Certainly no less important than the oft repeated statement that the words and expressions used in a statute must be interpreted according to their ordinary meaning is the statement that they must be interpreted in the light of their context. But it may be useful to stress two points in relation to the application of this principle. The first is that "the context", as here used, is not limited to the language of the rest of the statute regarded as throwing light of a dictionary kind on the part to be interpreted. Often of more importance is the matter of the statute, its apparent scope and purpose, and, within limits, its background.[1]

[14]Debates in Parliament, including statements made by Ministers responsible for legislation, and explanatory memoranda providing reasons for new bills have not been admitted as background material. It is, however, permissible to take notice of the report of a judicial commission of enquiry for the limited purpose of ascertaining "the mischief aimed at [by] the statutory enactment in question."[2] These principles were derived in part from English law. In England, the courts have recently relaxed this exclusionary rule and have held, in Pepper (Inspector of Taxes) v Hart[3] that, subject to the privileges of the House of Commons:

...reference to Parliamentary material should be permitted as an aid to the construction of legislation which is ambiguous or obscure or the literal meaning of which leads to an absurdity. Even in such cases references in court to Parliamentary material should only be permitted where such material clearly discloses the mischief aimed at or the legislative intention lying behind the ambiguous or obscure words.[4]

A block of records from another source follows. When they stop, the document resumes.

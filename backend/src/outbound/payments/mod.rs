//! Payment provider adapters.

mod dto;
mod http_provider;

pub use http_provider::{ProviderCredentials, RazorpayHttpProvider};
//! Test helpers for inbound HTTP components.

use actix_session::{storage::CookieSessionStore, SessionMiddleware};
use actix_web::cookie::Key;

/// Build a session middleware configured for tests.
///
/// - Generates a fresh signing/encryption key per invocation.
/// - Sets the cookie name to `session` and disables the `Secure` flag for
///   local HTTP tests.
pub fn test_session_middleware() -> SessionMiddleware<CookieSessionStore> {
    SessionMiddleware::builder(CookieSessionStore::default(), Key::generate())
        .cookie_name("session".to_owned())
        .cookie_secure(false)
        .build()
}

[15]As the judgment in Pepper's case shows, a similar relaxation of the exclusionary


  1. Per Schreiner JA in Jaga v Dönges, N.O. and Another, supra note 9, at 662G–H.
  2. Attorney-General, Eastern Cape v Blom and Others 1988 (4) SA 645 (A) at 668H–669F; Westinghouse Brake & Equipment (Pty) Ltd v Bilger Engineering (Pty) Ltd 1986 (2) SA 555(A) at 562C–563A.
  3. 1993 AC 593 HL (E).
  4. Per Lord Browne-Wilkinson at 634D–E, who went on to say that "as at present advised I cannot foresee that any statement other than the statement of the Minister or other promoter of the Bill is likely to meet these criteria".